Perhaps you understand the rules of the way racism works or is perceived to work than I do. I know that there are things that folks in in-groups call each other that mean different things depending on how close you are to the center of the group in question, what your status is within that group in particular, what your status is in terms of other groups and so on. I was born in a particular section of one particular Jewish in-group. The rules there were dizzying and not at all systematic, but very rigidly enforced. In watching folks in a rich anglo family operate, or a poor Irish (shanty-irish, they called themselves, but only among themselves) family operate, or a rich irish (actually, I’m not even sure if “lace-curtain’ is so much a description of wealth so much as caste) family, I find that the rules are different but just as confusing.
Why you would expect the rules for how Blacks would want things dealt with would be any less complex than anybody else, why they would be more “fair” for how one Black should treat another than for how a republican commentator should treat a Black is beyond my understanding. I still have trouble figuring out how to deal with myself most of the time.
I do know, in terms of public discourse, what the rules are roughly supposed to be. These got started with the rhetorics designed for use in swaying public opinion in Greece. We have Roberts Rules of Order. We have laws about libel and we have conventions about truth and the methods of reasoning. These we may have some hope of attaining at least some familiarity with, and some flexibility in their use. Failure in doing so is a failure in public competencies, not ethnic conventions.
I really don't mean to sound so testy so early in the morning, Bob, but the lengths you go to, and put into print, to demonize and pigeonhole the Republican party goes well beyond decency.
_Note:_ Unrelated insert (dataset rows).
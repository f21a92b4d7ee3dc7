//! Microphone sampling and blow detection
//!
//! Raw ADC readings are grouped into short windows. Each window reports its mean (the level shown
//! on the console) and its spread. Blowing across an electret microphone swings the output far
//! and for a long time compared to speech or knocks, so a blow is a run of consecutive windows
//! whose peak-to-peak amplitude stays above a threshold.

/// Full-scale count of a 10-bit conversion
pub const ADC_FULL_SCALE: u16 = 1 << 10;
/// Reference voltage of the conversion in millivolts (AVCC)
pub const REF_MV: u32 = 3300;

/// Convert a 10-bit ADC count to millivolts. Counts past full scale read as full scale.
pub fn count_to_mv(count: u16) -> u16 {
    let count = count.min(ADC_FULL_SCALE - 1);
    ((count as u32 * REF_MV) / ADC_FULL_SCALE as u32) as u16
}

/// Summary of one window of samples
#[derive(Debug, Clone, Copy, PartialEq, Eq)]
#[cfg_attr(feature = "defmt", derive(defmt::Format))]
pub struct WindowStats {
    /// Average reading
    pub mean: u16,
    /// Smallest reading
    pub min: u16,
    /// Largest reading
    pub max: u16,
}

impl WindowStats {
    /// Difference between the largest and smallest reading, 0 if `min` exceeds `max`
    pub fn peak_to_peak(&self) -> u16 {
        self.max.saturating_sub(self.min)
    }
}

/// Accumulates readings into fixed-length windows
#[derive(Debug, Clone)]
pub struct SampleWindow {
    len: u8,
    count: u8,
    sum: u32,
    min: u16,
    max: u16,
}

impl SampleWindow {
    /// Number of readings averaged by default
    pub const DEFAULT_LEN: u8 = 5;

    /// Create a window of `len` readings. A length of 0 is treated as 1.
    pub fn new(len: u8) -> Self {
        SampleWindow {
            len: len.max(1),
            count: 0,
            sum: 0,
            min: u16::MAX,
            max: 0,
        }
    }

    /// Add a reading. Returns the window summary once the window is full, and starts a new one.
    pub fn push(&mut self, sample: u16) -> Option<WindowStats> {
        self.sum += sample as u32;
        self.min = self.min.min(sample);
        self.max = self.max.max(sample);
        self.count += 1;

        if self.count < self.len {
            return None;
        }

        let stats = WindowStats {
            mean: (self.sum / self.count as u32) as u16,
            min: self.min,
            max: self.max,
        };
        *self = SampleWindow::new(self.len);
        Some(stats)
    }
}

impl Default for SampleWindow {
    fn default() -> Self {
        SampleWindow::new(Self::DEFAULT_LEN)
    }
}

/// Blow detector tuning
#[derive(Debug, Clone, Copy, PartialEq, Eq)]
#[cfg_attr(feature = "defmt", derive(defmt::Format))]
pub struct BlowConfig {
    /// Minimum peak-to-peak amplitude of a window, in ADC counts
    pub threshold: u16,
    /// Number of consecutive loud windows that make a blow
    pub hold: u8,
}

impl BlowConfig {
    /// Creates a blow detector configuration. A default is also available through `::default()`
    pub fn new(threshold: u16, hold: u8) -> Self {
        BlowConfig { threshold, hold }
    }
}

impl Default for BlowConfig {
    fn default() -> Self {
        BlowConfig::new(200, 3)
    }
}

/// Detects a sustained blow on the microphone
#[derive(Debug, Clone)]
pub struct BlowDetector {
    config: BlowConfig,
    loud: u8,
    fired: bool,
}

impl BlowDetector {
    /// Create a detector
    pub fn new(config: BlowConfig) -> Self {
        BlowDetector {
            config,
            loud: 0,
            fired: false,
        }
    }

    /// Feed one window. Returns `true` once per blow, when the run of loud windows reaches the
    /// configured length. A quiet window re-arms the detector.
    pub fn update(&mut self, stats: &WindowStats) -> bool {
        if stats.peak_to_peak() < self.config.threshold {
            self.loud = 0;
            self.fired = false;
            return false;
        }

        self.loud = self.loud.saturating_add(1);
        if !self.fired && self.loud >= self.config.hold.max(1) {
            self.fired = true;
            debug!("blow: {} loud windows, p2p {}", self.loud, stats.peak_to_peak());
            return true;
        }
        false
    }
}

#[cfg(test)]
mod tests {
    use super::*;

    fn window(min: u16, max: u16) -> WindowStats {
        WindowStats {
            mean: (min + max) / 2,
            min,
            max,
        }
    }

    #[test]
    fn mean_of_five_readings() {
        let mut w = SampleWindow::default();
        for s in [100, 200, 300, 400] {
            assert_eq!(w.push(s), None);
        }
        let stats = w.push(500).unwrap();
        assert_eq!(stats.mean, 300);
        assert_eq!(stats.min, 100);
        assert_eq!(stats.max, 500);
        assert_eq!(stats.peak_to_peak(), 400);

        // Next window starts fresh
        for _ in 0..4 {
            assert_eq!(w.push(7), None);
        }
        assert_eq!(w.push(7), Some(WindowStats { mean: 7, min: 7, max: 7 }));
    }

    #[test]
    fn zero_length_window_reports_every_sample() {
        let mut w = SampleWindow::new(0);
        assert_eq!(w.push(12).map(|s| s.mean), Some(12));
        assert_eq!(w.push(13).map(|s| s.mean), Some(13));
    }

    #[test]
    fn millivolts() {
        assert_eq!(count_to_mv(0), 0);
        assert_eq!(count_to_mv(512), 1650);
        assert_eq!(count_to_mv(1023), 3296);
    }

    #[test]
    fn millivolts_clamp_at_full_scale() {
        assert_eq!(count_to_mv(1023), 3296);
        assert_eq!(count_to_mv(1024), 3296);
        assert_eq!(count_to_mv(u16::MAX), 3296);
    }

    #[test]
    fn inverted_window_has_no_spread() {
        let stats = WindowStats {
            mean: 500,
            min: 600,
            max: 400,
        };
        assert_eq!(stats.peak_to_peak(), 0);
    }

    #[test]
    fn blow_needs_consecutive_loud_windows() {
        let mut det = BlowDetector::new(BlowConfig::new(200, 3));
        assert!(!det.update(&window(400, 700)));
        assert!(!det.update(&window(400, 700)));
        // Quiet window breaks the run
        assert!(!det.update(&window(500, 520)));
        assert!(!det.update(&window(400, 700)));
        assert!(!det.update(&window(400, 700)));
        assert!(det.update(&window(300, 900)));
    }

    #[test]
    fn blow_fires_once_until_quiet() {
        let mut det = BlowDetector::new(BlowConfig::new(100, 1));
        assert!(det.update(&window(0, 1000)));
        assert!(!det.update(&window(0, 1000)));
        assert!(!det.update(&window(0, 1000)));
        assert!(!det.update(&window(500, 510)));
        assert!(det.update(&window(0, 1000)));
    }
}
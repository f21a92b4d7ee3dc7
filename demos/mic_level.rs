#![no_main]
#![no_std]

// Prints the microphone level to the debugger console: the mean of every 5 readings, in ADC
// counts, one per line. Blow on the microphone to see the readings move.

use msp430_candle::{
    board::Board,
    cio::{CioConsole, DebuggerHost},
    mic::SampleWindow,
    printf,
};
use msp430_rt::entry;
use panic_msp430 as _;

#[entry]
fn main() -> ! {
    let Some(periph) = msp430fr2355::Peripherals::take() else { loop {} };
    let mut board = Board::new(periph);
    board.flame.off().ok();

    let mut console = CioConsole::new(DebuggerHost::new());
    let mut window = SampleWindow::new(SampleWindow::DEFAULT_LEN);

    loop {
        let sample = board.isr.mic.read_blocking();
        if let Some(stats) = window.push(sample) {
            printf!(&mut console, "%i\r\n", stats.mean).ok();
        }
    }
}

// The compiler will emit calls to the abort() compiler intrinsic if debug assertions are
// enabled (default for dev profile). MSP430 does not actually have meaningful abort() support
// so for now, we create our own in each application where debug assertions are present.
#[no_mangle]
extern "C" fn abort() -> ! {
    panic!();
}
//! UART console
//!
//! [`SerialConsole`] turns any byte-at-a-time serial transmitter into an [`embedded_io::Write`],
//! so [`printf`](crate::printf::printf) output can go to a UART instead of the debugger.

use core::fmt::Debug;
use embedded_hal_nb::serial;
use embedded_io::{ErrorKind, ErrorType, Write};
use nb::block;

/// Error from the underlying transmitter
#[derive(Debug, Clone, Copy, PartialEq, Eq)]
pub struct SerialError<E>(pub E);

impl<E: Debug> embedded_io::Error for SerialError<E> {
    fn kind(&self) -> ErrorKind {
        ErrorKind::Other
    }
}

/// Blocking [`embedded_io::Write`] adapter over a serial transmitter
pub struct SerialConsole<U> {
    tx: U,
}

impl<U: serial::Write<u8>> SerialConsole<U> {
    /// Wrap a transmitter
    pub fn new(tx: U) -> Self {
        SerialConsole { tx }
    }

    /// Give the transmitter back
    pub fn free(self) -> U {
        self.tx
    }
}

impl<U: serial::ErrorType> ErrorType for SerialConsole<U> {
    type Error = SerialError<U::Error>;
}

impl<U: serial::Write<u8>> Write for SerialConsole<U> {
    fn write(&mut self, buf: &[u8]) -> Result<usize, Self::Error> {
        for &b in buf {
            block!(self.tx.write(b)).map_err(SerialError)?;
        }
        Ok(buf.len())
    }

    fn flush(&mut self) -> Result<(), Self::Error> {
        block!(self.tx.flush()).map_err(SerialError)
    }
}

#[cfg(test)]
mod tests {
    use super::*;

    #[derive(Debug, Clone, Copy, PartialEq, Eq)]
    struct Overrun;

    impl serial::Error for Overrun {
        fn kind(&self) -> serial::ErrorKind {
            serial::ErrorKind::Overrun
        }
    }

    // Reports WouldBlock on every other byte, like a transmit buffer that drains slowly.
    // Fails once `fail_after` bytes have been sent.
    struct SlowTx {
        sent: Vec<u8>,
        busy: bool,
        fail_after: usize,
        flushed: bool,
    }

    impl serial::ErrorType for SlowTx {
        type Error = Overrun;
    }

    impl serial::Write<u8> for SlowTx {
        fn write(&mut self, word: u8) -> nb::Result<(), Self::Error> {
            if self.sent.len() >= self.fail_after {
                return Err(nb::Error::Other(Overrun));
            }
            if self.busy {
                self.busy = false;
                return Err(nb::Error::WouldBlock);
            }
            self.busy = true;
            self.sent.push(word);
            Ok(())
        }

        fn flush(&mut self) -> nb::Result<(), Self::Error> {
            self.flushed = true;
            Ok(())
        }
    }

    fn tx(fail_after: usize) -> SlowTx {
        SlowTx {
            sent: Vec::new(),
            busy: false,
            fail_after,
            flushed: false,
        }
    }

    #[test]
    fn writes_every_byte() {
        let mut console = SerialConsole::new(tx(usize::MAX));
        crate::printf!(&mut console, "mic %u\r\n", 300u16).unwrap();
        console.flush().unwrap();
        let tx = console.free();
        assert_eq!(tx.sent, b"mic 300\r\n");
        assert!(tx.flushed);
    }

    #[test]
    fn transmitter_errors_propagate() {
        let mut console = SerialConsole::new(tx(2));
        assert_eq!(console.write(b"abc"), Err(SerialError(Overrun)));
        assert_eq!(console.free().sent, b"ab");
    }
}
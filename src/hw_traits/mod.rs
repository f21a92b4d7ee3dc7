//! Register-level access to the peripherals the candle uses. Drivers go through these traits
//! instead of touching PAC registers directly.

pub mod adc;
pub mod gpio;
pub mod timerb;

pub trait Steal {
    // Create a handle to a peripheral that is already owned elsewhere. Only for registers the
    // caller has exclusive use of, e.g. its own capture-compare channel.
    unsafe fn steal() -> Self;
}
Mike, you must feel sorely provoked.
There are loads of decent and fair minded democrats. You must ask for yourself how many of them find some merit in what I’ve been saying. I do believe that the Republican party has incited more than its share of hatred and violence in people. You should remember that I also said that a lot of this was due to the alliance of the Republican Party with the Dixiecrats from the late sixties onward. And that a lot of this has a much deeper history going back to some of the compromises that enabled us to form a country in the first place. The southern states entered the union because they negotiated a compromise allowing them to keep slaves. Those slaves were not allowed to vote, but were counted in the census, so those states were allowed a disproportionately large representation. They were not penalized for holding slaves in a country that was founded on the principles of liberty.
Today’s Republican party carries much of the Dixiecrat heritage of that. That heritage came down to todays Republicans through the Democrats after the civil war. We are still as a country trying to deal with those issues that were never resolved at the beginning of things. That violence is an American heritage. The Democratic attempt to walk away from it was at best a limited success. We still need to work together to figure the whole thing out.
Those who don’t study history are condemned to have it kick them in the butt and to be beaten by it briskly around the head and shoulders. That’s a paraphrase.
Of course if you want to think it’s secretly entirely your fault, who am I to take the privilege away from you. Though I may think it’s a delusion, and that we all have to work it out together, just like we didn’t do the first time.